Although the gospel of John states that Jesus and his mother depart for Capernaum, on leaving the wedding feast they likely first turn west and go back to Nazareth, at least for a short while. Nathaniel stays in Cana, and Andrew, Peter, John, Philip, and the others go back east to their homes surrounding the Sea of Galilee. It is early winter, and the rainy season has begun. Jesus tells his disciples he will see them again in Capernaum in a few months when he will make the trip to Jerusalem once again for the solemn feast of Passover. For now, though, it is time for everyone to return to their homes, their families, and their normal work activity. We can only imagine how the hearts of these new disciples are burning within them as they say good-bye to Jesus. What thoughts about Jesus will they have in the months ahead? They will not be able to get him out of their minds and heart. Is Jesus indeed the Messiah they were all waiting for? Did he really turn water into wine?

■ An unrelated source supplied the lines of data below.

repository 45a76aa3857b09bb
//! Bounded FIFO queue feeding transaction requests to the worker pool.

use std::sync::atomic::{AtomicBool, Ordering};
use std::time::Duration;

use crossbeam_channel::{bounded, Receiver, RecvTimeoutError, Sender};

use crate::txn::TransactionRequest;

/// Default queue bound.
pub const DEFAULT_QUEUE_DEPTH: usize = 1024;

/// How long a blocked consumer waits between stop-flag checks.
const POLL_INTERVAL: Duration = Duration::from_millis(10);

pub struct TransactionReceiver {
    sender: Sender<TransactionRequest>,
    receiver: Receiver<TransactionRequest>,
    stopped: AtomicBool,
}

impl Default for TransactionReceiver {
    fn default() -> Self {
        Self::new(DEFAULT_QUEUE_DEPTH)
    }
}

impl TransactionReceiver {
    pub fn new(max_queue_depth: usize) -> Self {
        let (sender, receiver) = bounded(max_queue_depth);
        Self {
            sender,
            receiver,
            stopped: AtomicBool::new(false),
        }
    }

    /// Returns false when the receiver is stopped or the queue is full.
    pub fn enqueue(&self, request: TransactionRequest) -> bool {
        if self.stopped() {
            return false;
        }
        self.sender.try_send(request).is_ok()
    }

    /// Block until a request is available. After `stop()` the remaining
    /// backlog is still drained; only then does this return `None`.
    pub fn next(&self) -> Option<TransactionRequest> {
        loop {
            match self.receiver.recv_timeout(POLL_INTERVAL) {
                Ok(request) => return Some(request),
                Err(RecvTimeoutError::Timeout) => {
                    if self.stopped() && self.receiver.is_empty() {
                        return None;
                    }
                }
                Err(RecvTimeoutError::Disconnected) => return None,
            }
        }
    }

    /// Refuse new items and wake blocked consumers once the backlog drains.
    pub fn stop(&self) {
        self.stopped.store(true, Ordering::SeqCst);
    }

    pub fn stopped(&self) -> bool {
        self.stopped.load(Ordering::SeqCst)
    }

    pub fn backlog(&self) -> usize {
        self.receiver.len()
    }
}
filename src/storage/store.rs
//! Embeddable store facade: single-threaded composition of the metadata
//! pair, pager, value log, TTL clock, and leaf-chain tree.
//!
//! This is the API for embedding StrandKV without the transaction plane; the
//! server composes the same pieces itself and adds workers and the WAL.

use std::path::{Path, PathBuf};

use uuid::Uuid;

use crate::error::Result;
use crate::meta::{Manifest, ManifestStore, SuperBlock, SuperBlockStore};
use crate::storage::btree::{BTree, BTreeConfig, Record};
use crate::storage::pager::Pager;
use crate::storage::ttl::TtlClock;
use crate::storage::vlog::ValueLog;
use crate::storage::wal::WalManager;
use crate::storage::PageId;

pub struct Store {
    db_dir: PathBuf,
    superblock_store: SuperBlockStore,
    manifest: Manifest,
    superblock: SuperBlock,
    tree: BTree,
}

#[derive(Debug, Clone)]
pub struct StoreStats {
    pub manifest: Manifest,
    pub superblock: SuperBlock,
    pub page_count: PageId,
    pub key_count: u64,
}

/// On-disk health report produced without opening the store for writing.
#[derive(Debug, Clone, Default)]
pub struct ValidationReport {
    pub ok: bool,
    pub has_manifest: bool,
    pub manifest_ok: bool,
    pub manifest_message: String,
    pub superblock_ok: bool,
    pub superblock_message: String,
    pub checkpoint_ok: bool,
    pub checkpoint_message: String,
}

impl Store {
    /// Open (or create) a database directory for embedded use.
    pub fn open(db_dir: &Path) -> Result<Self> {
        std::fs::create_dir_all(db_dir)?;

        let manifest_store = ManifestStore::new(db_dir);
        let manifest = match manifest_store.load() {
            Some(manifest) => manifest,
            None => {
                let mut fresh = ManifestStore::new_default(Uuid::new_v4().to_string());
                manifest_store.persist(&mut fresh)?;
                fresh
            }
        };

        let superblock_store = SuperBlockStore::new(db_dir);
        let mut superblock = superblock_store.load_active().unwrap_or_default();

        let calibration = TtlClock::calibrate_now();
        let pager = Pager::open(&db_dir.join("data.pages"), manifest.page_size)?;
        let value_log = ValueLog::open(&db_dir.join("vlog"))?;

        let tree = BTree::new(BTreeConfig {
            pager,
            value_log,
            inline_threshold: manifest.inline_threshold,
            root_hint: superblock.root_page_id,
            ttl_clock: Some(TtlClock::new(calibration)),
        })?;

        let mut needs_write = false;
        if superblock.generation == 0 {
            superblock.root_page_id = tree.root_page_id();
            needs_write = true;
        }
        if superblock.ttl_calibration != calibration {
            superblock.ttl_calibration = calibration;
            needs_write = true;
        }
        if needs_write {
            superblock_store.write_next(&superblock)?;
            if let Some(refreshed) = superblock_store.load_active() {
                superblock = refreshed;
            }
        }

        Ok(Self {
            db_dir: db_dir.to_path_buf(),
            superblock_store,
            manifest,
            superblock,
            tree,
        })
    }

    pub fn get(&self, key: &str) -> Option<Record> {
        self.tree.find(key)
    }

    pub fn set(&mut self, key: &str, record: Record) -> Result<()> {
        self.tree.insert(key, record)?;
        self.refresh_root()
    }

    /// Returns whether the key existed. Deleting a missing key leaves the
    /// page file untouched.
    pub fn delete(&mut self, key: &str) -> Result<bool> {
        let erased = self.tree.erase(key)?;
        if erased {
            self.refresh_root()?;
        }
        Ok(erased)
    }

    /// Force pages to durable media.
    pub fn sync(&self) -> Result<()> {
        self.tree.sync()
    }

    pub fn len(&self) -> u64 {
        self.tree.len() as u64
    }

    pub fn is_empty(&self) -> bool {
        self.tree.is_empty()
    }

    pub fn db_dir(&self) -> &Path {
        &self.db_dir
    }

    pub fn stats(&self) -> StoreStats {
        StoreStats {
            manifest: self.manifest.clone(),
            superblock: self.superblock,
            page_count: self.tree.pager().page_count(),
            key_count: self.tree.len() as u64,
        }
    }

    /// Inspect an existing database directory without mutating it.
    pub fn validate_on_disk(db_dir: &Path) -> ValidationReport {
        let mut report = ValidationReport::default();

        let manifest_store = ManifestStore::new(db_dir);
        report.has_manifest = manifest_store.path().exists();
        match manifest_store.load() {
            Some(_) => {
                report.manifest_ok = true;
                report.manifest_message = "manifest valid".to_string();
            }
            None => {
                report.manifest_message = if report.has_manifest {
                    "manifest unreadable or invalid".to_string()
                } else {
                    "manifest missing".to_string()
                };
            }
        }

        let superblock = SuperBlockStore::new(db_dir).load_active();
        match &superblock {
            Some(active) => {
                report.superblock_ok = true;
                report.superblock_message = format!(
                    "active generation {} root {}",
                    active.generation, active.root_page_id
                );
            }
            None => {
                report.superblock_message = "no readable superblock slot".to_string();
            }
        }

        match superblock {
            Some(active) if active.last_checkpoint_lsn > 0 => {
                let replay = WalManager::replay_dir(db_dir);
                if replay.last_replayed >= active.last_checkpoint_lsn {
                    report.checkpoint_ok = true;
                    report.checkpoint_message =
                        format!("checkpoint lsn {} covered", active.last_checkpoint_lsn);
                } else {
                    report.checkpoint_message = format!(
                        "checkpoint lsn {} beyond replayable {}",
                        active.last_checkpoint_lsn, replay.last_replayed
                    );
                }
            }
            _ => {
                report.checkpoint_ok = true;
                report.checkpoint_message = "no checkpoint recorded".to_string();
            }
        }

        report.ok = report.manifest_ok && report.superblock_ok && report.checkpoint_ok;
        report
    }

    pub fn manifest(&self) -> &Manifest {
        &self.manifest
    }

    pub fn superblock(&self) -> SuperBlock {
        self.superblock
    }

    fn refresh_root(&mut self) -> Result<()> {
        if self.superblock.root_page_id != self.tree.root_page_id() {
            self.superblock.root_page_id = self.tree.root_page_id();
            self.superblock.generation = self.superblock_store.write_next(&self.superblock)?;
        }
        Ok(())
    }
}
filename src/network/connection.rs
//! Framed connection I/O: 4-byte big-endian length prefix, 1 MiB cap, and a
//! bounded send timeout so a slow peer cannot stall the dispatch loop.

use std::collections::HashSet;
use std::sync::atomic::{AtomicBool, Ordering};
use std::time::Duration;

use tokio::io::{AsyncReadExt, AsyncWriteExt};
use tokio::net::tcp::{OwnedReadHalf, OwnedWriteHalf};
use tokio_util::sync::CancellationToken;

use crate::error::{Result, StrandError};

/// Frame size cap in both directions.
pub const MAX_FRAME_SIZE: usize = 1 << 20;

/// Upper bound on a single framed write.
pub const SEND_TIMEOUT: Duration = Duration::from_secs(1);

/// Server-side connection state. Reads happen on the owning reader task;
/// writes are serialized through the write mutex (the reader and the
/// dispatch loop both send frames).
pub struct Connection {
    pub id: u64,
    pub peer: String,
    pub token: CancellationToken,
    writer: tokio::sync::Mutex<OwnedWriteHalf>,
    active: AtomicBool,
    inflight: parking_lot::Mutex<HashSet<u64>>,
}

impl Connection {
    pub fn new(id: u64, peer: String, token: CancellationToken, writer: OwnedWriteHalf) -> Self {
        Self {
            id,
            peer,
            token,
            writer: tokio::sync::Mutex::new(writer),
            active: AtomicBool::new(true),
            inflight: parking_lot::Mutex::new(HashSet::new()),
        }
    }

    pub fn is_active(&self) -> bool {
        self.active.load(Ordering::SeqCst)
    }

    /// Mark the connection closed; returns false when it already was.
    pub fn deactivate(&self) -> bool {
        self.active.swap(false, Ordering::SeqCst)
    }

    pub fn track_inflight(&self, txn_id: u64) {
        self.inflight.lock().insert(txn_id);
    }

    pub fn clear_inflight(&self, txn_id: u64) {
        self.inflight.lock().remove(&txn_id);
    }

    pub fn drain_inflight(&self) -> Vec<u64> {
        self.inflight.lock().drain().collect()
    }

    /// Write one frame under the send timeout. Oversized payloads and
    /// timeouts are errors; the caller closes the connection on any error.
    pub async fn write_frame(&self, payload: &[u8]) -> Result<()> {
        if payload.is_empty() || payload.len() > MAX_FRAME_SIZE {
            return Err(StrandError::Protocol(format!(
                "outbound frame of {} bytes exceeds cap",
                payload.len()
            )));
        }

        let mut writer = self.writer.lock().await;
        let write = async {
            writer.write_all(&(payload.len() as u32).to_be_bytes()).await?;
            writer.write_all(payload).await?;
            writer.flush().await
        };

        match tokio::time::timeout(SEND_TIMEOUT, write).await {
            Ok(Ok(())) => Ok(()),
            Ok(Err(e)) => Err(StrandError::Network(format!("send: {}", e))),
            Err(_) => Err(StrandError::Network("send timed out".into())),
        }
    }

    pub async fn shutdown_writer(&self) {
        let mut writer = self.writer.lock().await;
        let _ = writer.shutdown().await;
    }
}

/// Read one frame. `Ok(None)` is a clean EOF at a frame boundary; a zero or
/// oversized length, or EOF mid-frame, is an error.
pub async fn read_frame(reader: &mut OwnedReadHalf) -> Result<Option<Vec<u8>>> {
    let mut prefix = [0u8; 4];
    match reader.read_exact(&mut prefix).await {
        Ok(_) => {}
        Err(e) if e.kind() == std::io::ErrorKind::UnexpectedEof => return Ok(None),
        Err(e) => return Err(StrandError::Network(format!("recv: {}", e))),
    }

    let length = u32::from_be_bytes(prefix) as usize;
    if length == 0 || length > MAX_FRAME_SIZE {
        return Err(StrandError::Protocol(format!(
            "inbound frame length {} outside (0, {}]",
            length, MAX_FRAME_SIZE
        )));
    }

    let mut payload = vec![0u8; length];
    reader
        .read_exact(&mut payload)
        .await
        .map_err(|e| StrandError::Network(format!("recv payload: {}", e)))?;
    Ok(Some(payload))
}
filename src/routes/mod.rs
#[allow(clippy::module_inception)]
pub mod routes;
pub mod database;
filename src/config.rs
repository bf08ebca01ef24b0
use anyhow::{Context, Result};
use clap::Parser;
use std::{env, path::PathBuf, time::Duration};

/// Centralized application configuration.
/// Combines environment variables and CLI arguments.
#[derive(Debug, Clone)]
pub struct AppConfig {
    pub host: String,
    pub port: u16,
    pub public_dir: PathBuf,
    pub database: DatabaseConfig,
}

/// Connection settings for the MySQL pool.
#[derive(Clone)]
pub struct DatabaseConfig {
    pub host: String,
    pub port: u16,
    pub user: String,
    pub password: Option<String>,
    pub name: Option<String>,
    pub max_connections: u32,
    pub acquire_timeout: Duration,
}

// Keep the password out of the startup log.
impl std::fmt::Debug for DatabaseConfig {
    fn fmt(&self, f: &mut std::fmt::Formatter<'_>) -> std::fmt::Result {
        f.debug_struct("DatabaseConfig")
            .field("host", &self.host)
            .field("port", &self.port)
            .field("user", &self.user)
            .field("password", &self.password.as_ref().map(|_| "***"))
            .field("name", &self.name)
            .field("max_connections", &self.max_connections)
            .field("acquire_timeout", &self.acquire_timeout)
            .finish()
    }
}

impl Default for DatabaseConfig {
    fn default() -> Self {
        Self {
            host: "localhost".into(),
            port: 3306,
            user: "root".into(),
            password: None,
            name: None,
            max_connections: 10,
            acquire_timeout: Duration::from_secs(30),
        }
    }
}

/// Command-line + environment configuration.
#[derive(Parser, Debug, Default)]
#[command(author, version, about = "Servidor HTTP base com pool MySQL")]
pub struct Args {
    /// Host to bind to (overrides HOST)
    #[arg(long)]
    pub host: Option<String>,

    /// Port to bind to (overrides PORT)
    #[arg(long)]
    pub port: Option<u16>,

    /// Directory served as static files at `/` (overrides PUBLIC_DIR)
    #[arg(long)]
    pub public_dir: Option<PathBuf>,
}

impl AppConfig {
    /// Parse environment variables + CLI args into AppConfig.
    pub fn from_env_and_args() -> Result<Self> {
        let args = Args::parse();
        Self::resolve(args, |key| env::var(key))
    }

    /// Merge CLI args over values produced by `lookup` (normally `env::var`).
    pub fn resolve<F>(args: Args, lookup: F) -> Result<Self>
    where
        F: Fn(&str) -> Result<String, env::VarError>,
    {
        let env_host = non_empty(&lookup, "HOST").unwrap_or_else(|| "0.0.0.0".into());
        let env_port = parse_port(&lookup, "PORT", 3000)?;
        let env_public = non_empty(&lookup, "PUBLIC_DIR").unwrap_or_else(|| "public".into());

        let defaults = DatabaseConfig::default();
        let database = DatabaseConfig {
            host: non_empty(&lookup, "DB_HOST").unwrap_or(defaults.host),
            port: parse_port(&lookup, "DB_PORT", defaults.port)?,
            user: non_empty(&lookup, "DB_USER").unwrap_or(defaults.user),
            password: lookup("DB_PASS").ok(),
            name: non_empty(&lookup, "DB_NAME"),
            ..defaults
        };

        Ok(Self {
            host: args.host.unwrap_or(env_host),
            port: args.port.unwrap_or(env_port),
            public_dir: args.public_dir.unwrap_or_else(|| env_public.into()),
            database,
        })
    }

    pub fn addr(&self) -> String {
        format!("{}:{}", self.host, self.port)
    }
}

/// A blank value (`PORT=` in a `.env` template) counts as unset.
fn non_empty<F>(lookup: &F, key: &str) -> Option<String>
where
    F: Fn(&str) -> Result<String, env::VarError>,
{
    lookup(key).ok().filter(|value| !value.trim().is_empty())
}

fn parse_port<F>(lookup: &F, key: &str, default: u16) -> Result<u16>
where
    F: Fn(&str) -> Result<String, env::VarError>,
{
    match lookup(key) {
        Ok(value) if value.trim().is_empty() => Ok(default),
        Ok(value) => value
            .trim()
            .parse::<u16>()
            .with_context(|| format!("parsing {} value `{}`", key, value)),
        Err(env::VarError::NotPresent) => Ok(default),
        Err(err) => Err(err).with_context(|| format!("reading {}", key)),
    }
}
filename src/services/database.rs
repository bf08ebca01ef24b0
//! MySQL connection pool shared by every handler.
//!
//! The pool is built lazily: constructing it never touches the network, so
//! the server can start even when the database is down. Connectivity is
//! checked explicitly with [`Database::probe`].

use crate::config::DatabaseConfig;
use sqlx::{
    MySqlPool,
    mysql::{MySqlConnectOptions, MySqlPoolOptions},
};
use std::sync::Arc;
use thiserror::Error;
use tracing::{debug, info};

#[derive(Debug, Error)]
pub enum DatabaseError {
    #[error("unexpected probe result: {0}")]
    UnexpectedProbeResult(i64),
    #[error(transparent)]
    Sqlx(#[from] sqlx::Error),
}

pub type DatabaseResult<T> = Result<T, DatabaseError>;

#[derive(Clone, Debug)]
pub struct Database {
    pub pool: Arc<MySqlPool>,
}

impl Database {
    /// Build the pool from `cfg` without opening any connection.
    pub fn connect_lazy(cfg: &DatabaseConfig) -> Self {
        let mut options = MySqlConnectOptions::new()
            .host(&cfg.host)
            .port(cfg.port)
            .username(&cfg.user);
        if let Some(password) = cfg.password.as_deref() {
            options = options.password(password);
        }
        if let Some(name) = cfg.name.as_deref() {
            options = options.database(name);
        }

        let pool = MySqlPoolOptions::new()
            .max_connections(cfg.max_connections)
            .acquire_timeout(cfg.acquire_timeout)
            .connect_lazy_with(options);

        debug!(
            "MySQL pool for {}@{}:{} (max {} connections)",
            cfg.user, cfg.host, cfg.port, cfg.max_connections
        );
        info!("Configuração da Base de Dados carregada.");

        Self {
            pool: Arc::new(pool),
        }
    }

    /// One-shot connectivity check: `SELECT 1` must come back as 1.
    pub async fn probe(&self) -> DatabaseResult<()> {
        let value = sqlx::query_scalar::<_, i64>("SELECT 1")
            .fetch_one(&*self.pool)
            .await?;
        if value != 1 {
            return Err(DatabaseError::UnexpectedProbeResult(value));
        }
        Ok(())
    }
}

#[cfg(test)]
pub(crate) mod tests {
    use super::*;
    use std::time::Duration;

    /// A pool pointed at a port nothing listens on.
    pub(crate) fn unreachable_database() -> Database {
        let cfg = DatabaseConfig {
            host: "127.0.0.1".into(),
            port: 1,
            acquire_timeout: Duration::from_millis(300),
            ..DatabaseConfig::default()
        };
        Database::connect_lazy(&cfg)
    }

    #[tokio::test]
    async fn connect_lazy_opens_no_connections() {
        let db = unreachable_database();
        assert_eq!(db.pool.size(), 0);
    }

    #[tokio::test]
    async fn probe_fails_when_database_is_unreachable() {
        let db = unreachable_database();
        let err = db.probe().await.unwrap_err();
        assert!(matches!(err, DatabaseError::Sqlx(_)));
    }
}
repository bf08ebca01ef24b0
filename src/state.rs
//! Shared state handed to every handler.

use crate::services::database::Database;
use std::path::PathBuf;

#[derive(Clone, Debug)]
pub struct AppState {
    /// MySQL pool, built lazily at startup.
    pub db: Database,

    /// Directory whose files are served at `/`.
    pub public_dir: PathBuf,
}

impl AppState {
    pub fn new(db: Database, public_dir: impl Into<PathBuf>) -> Self {
        Self {
            db,
            public_dir: public_dir.into(),
        }
    }
}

On returning to Nazareth, Jesus takes up his carpentry tools, and continues his trade as he had been doing for the last fifteen years or so of his life. He has been away for a while, and there are now some stories circulating about his doing something extraordinary at a wedding in Cana, but Jesus just smiles and appears to be the same friendly, honest, competent carpenter he has always been. There are many people who are looking for him to do various jobs for them— after all, he has been away for some time. The stories die down, and life in Nazareth continues on as it has for years.